Non credo di aver letto niente di migliore, finora, per conoscere quale sia lo stile di vita dei sauditi e degli arabi in generale, quanto incidano sulla loro vita i precetti del Corano e quelli della Sharia. Il romanzo della Ferraris, inoltre, è soprattutto la chiave per capire quale sia la condizione di vita delle donne, nascoste dietro il burqa (alcune per convinzione, molte altre per pura e non aggirabile convenzione), quasi del tutto impossibilitate a muoversi da sole, costrette a frequentare centri commerciali e banche a loro dedicati, libere di azioni proprie – e non sempre è così – solo nel chiuso delle loro case. E poi c’è l’altra faccia del dorato mondo arabo saudita: gli immigrati asiatici destinati a svolgere i lavori più duri e più umili, le angherie che subiscono, lo stato di assoluta povertà in cui cercano di sopravvivere. Insomma, un affresco potente di un mondo che noi occidentali non conosciamo affatto o conosciamo poco e male.

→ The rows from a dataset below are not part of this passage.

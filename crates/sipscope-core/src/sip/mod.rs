//! SIP trace decoding.
//!
//! Mirrors the layered structure used for wire protocols, applied to text:
//! - `layout`: markers, header labels and patterns (source of truth)
//! - `reader`: tolerant access to one block's text
//! - `segment`: grouping raw lines into message blocks
//! - `parser`: field extraction and session signals
//!
//! Nothing here fails. A block that matches no pattern yields a record of
//! empty fields, which callers may filter.

pub mod layout;
pub mod parser;
pub mod reader;
pub mod segment;

pub use parser::{
    Direction, FIELD_KEYS, FieldRecord, Observation, SessionSignals, extract, observe, signals,
};
pub use segment::{MessageBlock, RawLine, Segmenter, is_block_start, segment};
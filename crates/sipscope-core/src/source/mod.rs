//! Line and row sources.
//!
//! Sources are the only place the core touches the filesystem. The log
//! pipeline pulls `RawLine`s from a `LineSource`; the table pipeline pulls
//! `TableRow`s from a `RowSource`. In-memory implementations serve tests and
//! embedding callers.

mod memory;
mod tabular;
mod text;

use std::path::PathBuf;

pub use memory::{TextSource, VecRowSource};
pub use tabular::CsvFileSource;
pub use text::TextFileSource;

use thiserror::Error;

use crate::sip::RawLine;
use crate::table::TableRow;

pub trait LineSource {
    /// Next line in input order, with its 0-based index.
    fn next_line(&mut self) -> Result<Option<RawLine>, SourceError>;

    /// Size of the underlying input in bytes, when known.
    fn input_bytes(&self) -> u64 {
        0
    }
}

pub trait RowSource {
    /// Column names in header order.
    fn headers(&self) -> &[String];
    fn next_row(&mut self) -> Result<Option<TableRow>, SourceError>;

    fn input_bytes(&self) -> u64 {
        0
    }
}

#[derive(Debug, Error)]
pub enum SourceError {
    #[error("input not found: {}", .0.display())]
    NotFound(PathBuf),
    #[error("I/O error: {0}")]
    Io(#[from] std::io::Error),
    #[error("CSV error: {0}")]
    Csv(#[from] csv::Error),
}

L’imperfezione del libro che ho richiamato all’inizio riguarda l’intreccio giallo. Ben costruito e originale nella parte iniziale, il suo svolgimento e la soluzione finale soffrono invece di qualche passaggio un po’ troppo frettoloso. È un peccato, perché c’erano tutti gli ingredienti per farne un poliziesco di ottimo livello.

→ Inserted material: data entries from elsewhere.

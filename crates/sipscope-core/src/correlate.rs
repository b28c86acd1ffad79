//! Session correlation.
//!
//! SIP call legs are logged as interleaved multi-line exchanges. The
//! correlator is a small accumulator, not a dialog state machine: only the
//! parties, termination reason, timing and final status survive across
//! blocks, and correlation is best effort by textual session id.
//!
//! `fold` is the pure step over one context. `SessionCorrelator` drives it
//! over a log, keeping one context per session id (or a single shared one in
//! `CorrelationMode::Shared`). Blocks without a session id always share the
//! empty-id context, so sid-less calls that interleave merge their fields.

use std::collections::BTreeMap;

use serde::{Deserialize, Serialize};
use time::Time;
use tracing::{debug, trace};

use crate::CallRecord;
use crate::sip::layout::{DEFAULT_TERMINATION_REASON, INCOMPLETE_TERMINATION_REASON};
use crate::sip::reader::{elapsed_seconds, parse_timestamp};
use crate::sip::{FieldRecord, Observation};
use crate::taxonomy::StatusCode;

/// How blocks are routed to session contexts.
#[derive(Debug, Clone, Copy, Default, PartialEq, Eq, Serialize, Deserialize)]
#[serde(rename_all = "snake_case")]
pub enum CorrelationMode {
    /// One context per session id.
    #[default]
    PerSession,
    /// A single context for the whole log.
    Shared,
}

#[derive(Debug, Clone, Copy, PartialEq, Eq)]
pub enum SessionState {
    Idle,
    Accumulating,
}

/// Running state of one in-progress call.
#[derive(Debug, Clone, Default, PartialEq)]
pub struct SessionContext {
    pub caller: Option<String>,
    pub callee: Option<String>,
    pub termination_reason: Option<String>,
    /// Seconds elapsed since `started_at`, as of the latest block.
    pub duration: Option<f64>,
    pub started_at: Option<Time>,
    /// Raw timestamp of the latest block.
    pub last_timestamp: Option<String>,
    pub status_code: Option<StatusCode>,
    pub phrase: Option<String>,
}

impl SessionContext {
    pub fn state(&self) -> SessionState {
        if *self == Self::default() {
            SessionState::Idle
        } else {
            SessionState::Accumulating
        }
    }

    fn absorb(&mut self, observation: &Observation) {
        let fields = &observation.fields;
        let signals = &observation.signals;

        if let Some(ts) = parse_timestamp(&fields.timestamp) {
            let start = *self.started_at.get_or_insert(ts);
            self.duration = Some(elapsed_seconds(start, ts));
            self.last_timestamp = Some(fields.timestamp.clone());
        }
        if let Some(caller) = &signals.caller {
            self.caller = Some(caller.clone());
        }
        if let Some(callee) = &signals.callee {
            self.callee = Some(callee.clone());
        }
        if let Some(reason) = &signals.termination_reason {
            self.termination_reason = Some(reason.clone());
        }
        if let Some(code) = parse_status(&fields.status_code) {
            // A final response is not overwritten by a late provisional one.
            let final_seen = self.status_code.is_some_and(|seen| seen.class_digit() >= 2);
            if !(final_seen && code.class_digit() == 1) {
                self.status_code = Some(code);
                self.phrase = signals.phrase.clone();
            }
        }
    }

    fn into_record(self, end_time: String, fields: Option<&FieldRecord>) -> CallRecord {
        let mut record = CallRecord::ended_at(end_time);
        if let Some(fields) = fields {
            record.session_id = fields.sid.clone();
            record.ip_group = fields.ip_group.clone();
            record.direction = fields.direction;
            record.remote_ip = fields.remote_ip.clone();
        }
        record.caller = self.caller.unwrap_or_default();
        record.callee = self.callee.unwrap_or_default();
        record.termination_reason = self
            .termination_reason
            .unwrap_or_else(|| DEFAULT_TERMINATION_REASON.to_string());
        record.duration = self.duration;
        record.status_code = self.status_code;
        record.phrase = self.phrase.unwrap_or_default();
        record
    }
}

fn parse_status(raw: &str) -> Option<StatusCode> {
    raw.parse::<u16>().ok().and_then(StatusCode::new)
}

/// Fold one observation into `context`.
///
/// Returns the updated context and, when the block marks a call end, the
/// finalized record; the context is then reset to idle. A call-end block
/// without a timestamp is absorbed but does not finalize the call.
///
/// # Examples
/// ```
/// use sipscope_core::correlate::{SessionContext, SessionState, fold};
/// use sipscope_core::sip::{observe, segment};
///
/// let blocks = segment(["10:00:00.000 INVITE FROM: <a@x>", "10:00:03.000 Call End"]);
/// let (ctx, record) = fold(&observe(&blocks[0]), SessionContext::default());
/// assert!(record.is_none());
/// let (ctx, record) = fold(&observe(&blocks[1]), ctx);
/// assert_eq!(ctx.state(), SessionState::Idle);
/// assert_eq!(record.unwrap().caller, "a@x");
/// ```
pub fn fold(
    observation: &Observation,
    mut context: SessionContext,
) -> (SessionContext, Option<CallRecord>) {
    context.absorb(observation);
    let fields = &observation.fields;
    if observation.signals.call_end && !fields.timestamp.is_empty() {
        let record = context.into_record(fields.timestamp.clone(), Some(fields));
        return (SessionContext::default(), Some(record));
    }
    (context, None)
}

/// Drives `fold` over a log in input order.
#[derive(Debug, Default)]
pub struct SessionCorrelator {
    mode: CorrelationMode,
    flush_open_sessions: bool,
    contexts: BTreeMap<String, SessionContext>,
}

impl SessionCorrelator {
    pub fn new(mode: CorrelationMode) -> Self {
        Self {
            mode,
            ..Self::default()
        }
    }

    /// Emit still-open sessions from `finish` instead of discarding them.
    pub fn with_flush_open_sessions(mut self, flush: bool) -> Self {
        self.flush_open_sessions = flush;
        self
    }

    pub fn open_sessions(&self) -> usize {
        self.contexts.len()
    }

    pub fn push(&mut self, observation: &Observation) -> Option<CallRecord> {
        let key = match self.mode {
            CorrelationMode::PerSession => observation.fields.sid.clone(),
            CorrelationMode::Shared => String::new(),
        };
        let context = self.contexts.remove(&key).unwrap_or_default();
        let (context, record) = fold(observation, context);
        if context.state() == SessionState::Accumulating {
            self.contexts.insert(key, context);
        }
        match &record {
            Some(record) => debug!(
                session_id = %record.session_id,
                end_time = %record.end_time,
                "call finalized"
            ),
            None => trace!(open = self.contexts.len(), "block absorbed"),
        }
        record
    }

    /// End of input. Open sessions are dropped unless flushing is enabled.
    pub fn finish(self) -> Vec<CallRecord> {
        if !self.flush_open_sessions {
            if !self.contexts.is_empty() {
                debug!(open = self.contexts.len(), "discarding unterminated sessions");
            }
            return Vec::new();
        }
        self.contexts
            .into_iter()
            .filter_map(|(key, mut context)| {
                let end_time = context.last_timestamp.clone()?;
                if context.termination_reason.is_none() {
                    context.termination_reason = Some(INCOMPLETE_TERMINATION_REASON.to_string());
                }
                let mut record = context.into_record(end_time, None);
                record.session_id = key;
                Some(record)
            })
            .collect()
    }
}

L’imperfezione, comunque, dal mio punto di vista è perdonata. Tutte le vicende e le descrizioni che ruotano intorno alla trama gialla valgono da sole il libro.
Per chi è curioso di sapere cosa narra il romanzo, ecco la scheda editoriale:
Una striscia di sabbia nel cuore del deserto saudita, quasi inaccessibile. Qui, sotto un sole autunnale che picchia impietoso, un beduino ha trovato il corpo di una donna. Il volto sfigurato, le mani recise di netto e fatte sparire. Ma quando la polizia arriva sul posto e inizia i suoi accertamenti, emerge un quadro molto più allarmante. Sono diciannove i cadaveri riportati alla luce, tutti di donne e tutti ugualmente mutilati. Un numero che potrebbe essere casuale, se non fosse per il richiamo a un verso del Corano. Della delicata indagine viene incaricato l’ispettore Ibrahim Zahrani. È il caso più importante della sua vita, ma Ibrahim non può dedicarvi tutte le sue energie perché un dramma molto più privato lo ha colpito: Sabria, la donna con cui ha una relazione extraconiugale, è sparita nel nulla. Ad affiancarlo nelle ricerche è Katya, tecnico della Scientifica che, sul lavoro, paga il suo essere donna ogni giorno. In un intreccio sempre più fitto di lavoro e vita privata, entrambi sperimenteranno sulla propria pelle la durezza di un Paese che non ha pietà per chi infrange le regole e in cui nascere donna è più che mai una condanna.
Importante, a mio avviso, per capire perché un’americana sia stata in grado di penetrare così a fondo nei segreti del mondo arabo, è conoscere almeno qualche cenno della biografia di Zoë Ferraris: americana, dopo la Guerra del Golfo si è trasferita a Jeddah, in Arabia Saudita, dove ha vissuto nella comunità beduina di appartenenza dell’ex marito, di origine saudita-palestinese. Nel 2006 ha conseguito un Master in scrittura creativa alla Columbia University. Ora vive a San Francisco.
Non c’è altro da dire. Spero che leggerete il libro. Intanto, vi auguro Buon Natale!